2. The Translation of Pseudo-Turpin Chronicle

  (1) Shift in Language Use

     In the main, scholars concerned with the emergence of Old French prose historiography have tended to view it as a late, and not altogether welcome, addition to a centuries-old and already sophisticated tradition of Latin historical writing, in relation to which vernacular history, at least in its initial phases, receives rather low marks. This view of vernacular historiography seemed to be justified by the fact that the earliest texts consisted of translations of Latin works and thus, in the nature of things, invited comparison with their Latin sources. But while it is true that early vernacular chronicles translated Latin texts, they did so in a way that clearly demonstrates their ties to an already existing vernacular literary culture, distinct in its origins and modes of operation from Latin literature. Moreover, as they developed, the manuscripts of these works were ornately illustrated, and thus came to possess a strong visual component that commented on and augmented the meaning of the written text.

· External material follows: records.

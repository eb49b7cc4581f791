/// Core Module for sqlaccess
///
/// This module contains the accessor itself together with the value, parameter
/// and driver types it is built from, plus the crate-wide error type.

pub mod db;
pub mod error;

// Re-export commonly used types for convenience
pub use error::{AccessError, Result};
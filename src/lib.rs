// Core infrastructure modules
pub mod core;

// Configuration
pub mod config;

#[cfg(test)]
pub(crate) mod test_utils;

pub use crate::core::db::{
    Binding, Database, Dialect, Driver, DriverConnection, DriverError, DriverResult, Dsn,
    ErrorMode, FetchMode, Outcome, ParamSlot, ParamType, Params, Placeholder, QueryResult,
    Record, ResultSet, SqliteDriver, StatementInfo, StatementScope, Value,
};
pub use crate::core::{AccessError, Result};
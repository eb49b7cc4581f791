/// Connection Management Module
///
/// This module provides `Database`, the accessor that owns one driver
/// connection and at most one prepared statement. Every query, execute and
/// statement call goes through it, and driver failures are surfaced
/// according to the accessor's error mode.

use crate::core::db::dialect::{Dialect, Dsn, ErrorMode};
use crate::core::db::driver::{Driver, DriverConnection, DriverError, DriverResult};
use crate::core::db::params::{ParamSlot, Params, Placeholder};
use crate::core::db::query::{FetchMode, QueryResult, ResultCursor};
use crate::core::db::sqlite::SqliteDriver;
use crate::core::db::statement::PreparedStatement;
use crate::core::db::value::{ParamType, Value};
use crate::core::{AccessError, Result};
use std::ops::{Deref, DerefMut};
use tracing::{debug, info, warn};

/// A database accessor.
///
/// The accessor is in one of two statement states: no statement, or a
/// statement prepared by [`Database::prepare_statement`] and held until
/// [`Database::clear_statement`] or the next `prepare_statement`. Ad-hoc
/// [`Database::query`] and [`Database::execute`] calls never touch the held
/// statement.
#[derive(Debug)]
pub struct Database<D: Driver = SqliteDriver> {
    driver: D,
    dialect: Dialect,
    error_mode: ErrorMode,
    conn: Option<D::Connection>,
    stmt: Option<PreparedStatement>,
    last_error: Option<DriverError>,
}

impl Default for Database<SqliteDriver> {
    fn default() -> Self {
        Database::new(Dialect::default(), ErrorMode::default())
    }
}

impl Database<SqliteDriver> {
    /// Creates an accessor backed by the bundled SQLite driver.
    pub fn new(dialect: Dialect, error_mode: ErrorMode) -> Self {
        Database::with_driver(SqliteDriver::default(), dialect, error_mode)
    }
}

impl<D: Driver> Database<D> {
    pub fn with_driver(driver: D, dialect: Dialect, error_mode: ErrorMode) -> Self {
        Database {
            driver,
            dialect,
            error_mode,
            conn: None,
            stmt: None,
            last_error: None,
        }
    }

    pub fn dialect(&self) -> Dialect {
        self.dialect
    }

    pub fn error_mode(&self) -> ErrorMode {
        self.error_mode
    }

    pub fn is_connected(&self) -> bool {
        self.conn.is_some()
    }

    pub fn has_statement(&self) -> bool {
        self.stmt.is_some()
    }

    /// The failure of the most recent driver call, cleared by the next
    /// successful one.
    pub fn error_info(&self) -> Option<&DriverError> {
        self.last_error.as_ref()
    }

    /// Connects to `database` on `host`.
    ///
    /// Builds the dialect's DSN and opens it with the driver. A previous
    /// connection and its statement are released. Connection failures are
    /// always returned as `AccessError::Connection`, whatever the error mode.
    ///
    /// # Examples
    ///
    /// ```
    /// use sqlaccess::{Database, Dialect, ErrorMode};
    ///
    /// let mut db = Database::new(Dialect::Sqlite, ErrorMode::Exception);
    /// db.connect("", ":memory:", "", "")?;
    /// assert!(db.is_connected());
    /// # Ok::<(), sqlaccess::AccessError>(())
    /// ```
    pub fn connect(&mut self, host: &str, database: &str, user: &str, password: &str) -> Result<()> {
        let dsn = Dsn::new(self.dialect, host, database);
        info!(driver = self.driver.name(), dsn = %dsn, "connecting");

        let conn = match self.driver.open(&dsn, user, password) {
            Ok(conn) => conn,
            Err(err) => {
                self.last_error = Some(err.clone());
                return Err(AccessError::Connection(err));
            }
        };

        self.stmt = None;
        self.conn = Some(conn);
        self.last_error = None;
        Ok(())
    }

    /// Releases the statement and the connection.
    pub fn disconnect(&mut self) {
        self.stmt = None;
        if self.conn.take().is_some() {
            info!(dialect = %self.dialect, "disconnected");
        }
    }

    /// Runs a read query.
    ///
    /// The SQL is prepared as a single statement and `params`, if any, are
    /// bound by position or by name. `single_row` selects `QueryResult::Row`
    /// (first row or `None`) over `QueryResult::Rows`.
    pub fn query(
        &mut self,
        sql: &str,
        params: impl Into<Params>,
        single_row: bool,
        mode: FetchMode,
    ) -> Result<QueryResult> {
        let params = params.into();
        debug!(sql, params = params.len(), named = params.is_named(), single_row, "query");

        let result = self.conn_mut()?.run(sql, &params.into_bindings());
        match self.settle("query", result.map(Some), None)? {
            Some(outcome) => ResultCursor::new(outcome.result).fetch(single_row, mode),
            None => Ok(QueryResult::Failed),
        }
    }

    /// Runs a statement and returns the number of affected rows.
    ///
    /// With empty `params` the SQL is executed directly and may hold several
    /// statements; the count then covers all of them.
    pub fn execute(&mut self, sql: &str, params: impl Into<Params>) -> Result<u64> {
        let params = params.into();
        debug!(sql, params = params.len(), named = params.is_named(), "execute");

        let conn = self.conn_mut()?;
        let result = if params.is_empty() {
            conn.exec(sql)
        } else {
            conn.run(sql, &params.into_bindings()).map(|outcome| outcome.affected)
        };
        self.settle("execute", result, 0)
    }

    /// Prepares `sql` and holds it as the active statement.
    ///
    /// Under a non-raising error mode a failed prepare leaves no statement,
    /// so later statement calls fail with `NoActiveStatement`.
    pub fn prepare_statement(&mut self, sql: &str) -> Result<&mut Self> {
        debug!(sql, "prepare statement");
        let result = self.conn_mut()?.prepare(sql);
        self.stmt = self
            .settle("prepare statement", result.map(Some), None)?
            .map(|info| PreparedStatement::new(sql, info));
        Ok(self)
    }

    /// Executes the held statement.
    ///
    /// Non-empty `params` are bound for this execution instead of the
    /// `bind_*` bindings; a scalar counts as a one-element list. Empty
    /// `params` use the `bind_*` bindings, reading slots now.
    pub fn execute_statement(&mut self, params: impl Into<Params>) -> Result<&mut Self> {
        let params = params.into();
        let stmt = self.stmt_mut()?;
        stmt.reset_result();
        let sql = stmt.sql().to_string();
        let bindings = if params.is_empty() {
            stmt.bindings()
        } else {
            params.into_bindings()
        };
        debug!(sql = %sql, bindings = bindings.len(), "execute statement");

        let result = self.conn_mut()?.run(&sql, &bindings);
        if let Some(outcome) = self.settle("execute statement", result.map(Some), None)? {
            self.stmt_mut()?
                .set_result(ResultCursor::new(outcome.result), outcome.affected);
        }
        Ok(self)
    }

    /// Binds `slot` to a placeholder of the held statement.
    ///
    /// The slot is read when the statement executes, so values set after
    /// binding are the ones sent. With `ty` unset the type is inferred from
    /// the value at that point; `length` caps string and blob values.
    ///
    /// A position outside the statement's parameters is a driver error
    /// (`HY093`) and binds nothing.
    pub fn bind_param(
        &mut self,
        placeholder: impl Into<Placeholder>,
        slot: &ParamSlot,
        ty: Option<ParamType>,
        length: Option<usize>,
    ) -> Result<&mut Self> {
        let placeholder = placeholder.into();
        if self.check_placeholder("bind param", &placeholder)? {
            self.stmt_mut()?.bind_slot(placeholder, slot, ty, length);
        }
        Ok(self)
    }

    /// Binds a value, copied now, to a placeholder of the held statement.
    pub fn bind_value(
        &mut self,
        placeholder: impl Into<Placeholder>,
        value: impl Into<Value>,
        ty: Option<ParamType>,
    ) -> Result<&mut Self> {
        let placeholder = placeholder.into();
        if self.check_placeholder("bind value", &placeholder)? {
            self.stmt_mut()?.bind_value(placeholder, value.into(), ty);
        }
        Ok(self)
    }

    /// Fetches the next row, or all remaining rows, of the held statement's
    /// last execution. Before any execution the result is empty.
    pub fn fetch(&mut self, single_row: bool, mode: FetchMode) -> Result<QueryResult> {
        match self.stmt_mut()?.cursor_mut() {
            Some(cursor) => cursor.fetch(single_row, mode),
            None if single_row => Ok(QueryResult::Row(None)),
            None => Ok(QueryResult::Rows(Vec::new())),
        }
    }

    /// Rows changed by the held statement's last execution.
    pub fn row_count(&self) -> Result<u64> {
        self.stmt
            .as_ref()
            .map(PreparedStatement::row_count)
            .ok_or(AccessError::NoActiveStatement)
    }

    /// Drops the held statement.
    pub fn clear_statement(&mut self) -> &mut Self {
        self.stmt = None;
        self
    }

    /// Prepares `sql` and returns a guard that clears the statement when it
    /// goes out of scope.
    pub fn scoped_statement(&mut self, sql: &str) -> Result<StatementScope<'_, D>> {
        self.prepare_statement(sql)?;
        Ok(StatementScope { db: self })
    }

    pub fn begin_transaction(&mut self) -> Result<&mut Self> {
        let result = self.conn_mut()?.begin();
        self.settle("begin transaction", result, ())?;
        Ok(self)
    }

    pub fn commit(&mut self) -> Result<&mut Self> {
        let result = self.conn_mut()?.commit();
        self.settle("commit", result, ())?;
        Ok(self)
    }

    pub fn rollback(&mut self) -> Result<&mut Self> {
        let result = self.conn_mut()?.rollback();
        self.settle("rollback", result, ())?;
        Ok(self)
    }

    pub fn in_transaction(&self) -> bool {
        self.conn
            .as_ref()
            .map(DriverConnection::in_transaction)
            .unwrap_or(false)
    }

    /// Runs `f` inside a transaction: commits when it returns `Ok`, rolls
    /// back when it returns `Err`.
    pub fn transaction<T, F>(&mut self, f: F) -> Result<T>
    where
        F: FnOnce(&mut Self) -> Result<T>,
    {
        self.begin_transaction()?;
        match f(self) {
            Ok(value) => {
                self.commit()?;
                Ok(value)
            }
            Err(err) => {
                if let Err(rollback_err) = self.rollback() {
                    warn!(error = %rollback_err, "rollback after failed transaction failed");
                }
                Err(err)
            }
        }
    }

    /// The driver's identifier for the last inserted row.
    pub fn last_insert_id(&mut self) -> Result<String> {
        let result = self
            .conn
            .as_ref()
            .ok_or(AccessError::NotConnected)?
            .last_insert_id();
        self.settle("last insert id", result, String::new())
    }

    fn conn_mut(&mut self) -> Result<&mut D::Connection> {
        self.conn.as_mut().ok_or(AccessError::NotConnected)
    }

    fn stmt_mut(&mut self) -> Result<&mut PreparedStatement> {
        self.stmt.as_mut().ok_or(AccessError::NoActiveStatement)
    }

    /// `Ok(true)` when `placeholder` can be bound on the held statement.
    fn check_placeholder(&mut self, operation: &'static str, placeholder: &Placeholder) -> Result<bool> {
        let result = self.stmt_mut()?.check_placeholder(placeholder);
        self.settle(operation, result.map(|_| true), false)
    }

    /// Applies the error mode to a driver result.
    fn settle<T>(&mut self, operation: &'static str, result: DriverResult<T>, sentinel: T) -> Result<T> {
        match result {
            Ok(value) => {
                self.last_error = None;
                Ok(value)
            }
            Err(err) => {
                self.last_error = Some(err.clone());
                match self.error_mode {
                    ErrorMode::Exception => Err(AccessError::Driver(err)),
                    ErrorMode::Warning => {
                        warn!(operation, error = %err, "driver call failed");
                        Ok(sentinel)
                    }
                    ErrorMode::Silent => {
                        debug!(operation, error = %err, "driver call failed");
                        Ok(sentinel)
                    }
                }
            }
        }
    }
}

impl<D: Driver> Drop for Database<D> {
    fn drop(&mut self) {
        self.stmt = None;
        if self.conn.take().is_some() {
            debug!(dialect = %self.dialect, "released connection");
        }
    }
}

/// Guard returned by [`Database::scoped_statement`].
///
/// Derefs to the accessor; the held statement is cleared on drop, including
/// when the scope is left through `?`.
pub struct StatementScope<'db, D: Driver = SqliteDriver> {
    db: &'db mut Database<D>,
}

impl<D: Driver> Deref for StatementScope<'_, D> {
    type Target = Database<D>;

    fn deref(&self) -> &Database<D> {
        self.db
    }
}

impl<D: Driver> DerefMut for StatementScope<'_, D> {
    fn deref_mut(&mut self) -> &mut Database<D> {
        self.db
    }
}

impl<D: Driver> Drop for StatementScope<'_, D> {
    fn drop(&mut self) {
        self.db.clear_statement();
    }
}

     Until the beginning of the thirteenth century, lay taste for history had been satisfied by rhymed chronicles or epic “chanson de geste”, chanted history with a large component of legend and fiction. But an expanding body of literate laymen, prepared to engage in what Malcolm Parkers has called the “literacy of recreation,” nurtures an apparent suspicion of poetized history.[8] Finding the poet’s search for rhyme and measure incompatible with the historian’s pursuit of truth, laymen increasingly sought to satisfy their curiosity about the past in new ways. Around 1200, a new, popular demand for historical works accessible to those untutored in Latin progressively made itself felt. Little by little, vernacular prose, until then confined to translations of legal, biblical, or homeletic texts became the preferred form of vernacular history. For the distinguishing feature of the early vernacular chronicle lies in its militant insistence on prose as the necessary language of history and its critique of the mendacious tendencies of verse historiography.


(2)The Translation of Pseudo-Turpin Chronicle

     To understand why such a shift in language use should have taken place in thirteenth-century France, it is helpful to see it against the background of those who promoted its development through their patronage of Old French writers and their texts. The rise of vernacular historiography in thirteenth-century France was largely the work of aristocratic patrons who were, at the time, experiencing significant reversals in their political fortunes due to the revival of a moneyed economy and the growth of royal centralization, both of which collaborated to undermine the sources of the nobility’s strength and to delimit spheres of aristocratic activity. The turn to the past on the part of these patrons indicated, it can be argued, a desire to revive the moral and political conditions of an earlier age of aristocratic glory as a form of ethical reassurance to an intended audience of aristocratic auditors and readers that they continued to occupy a vital place in the social order.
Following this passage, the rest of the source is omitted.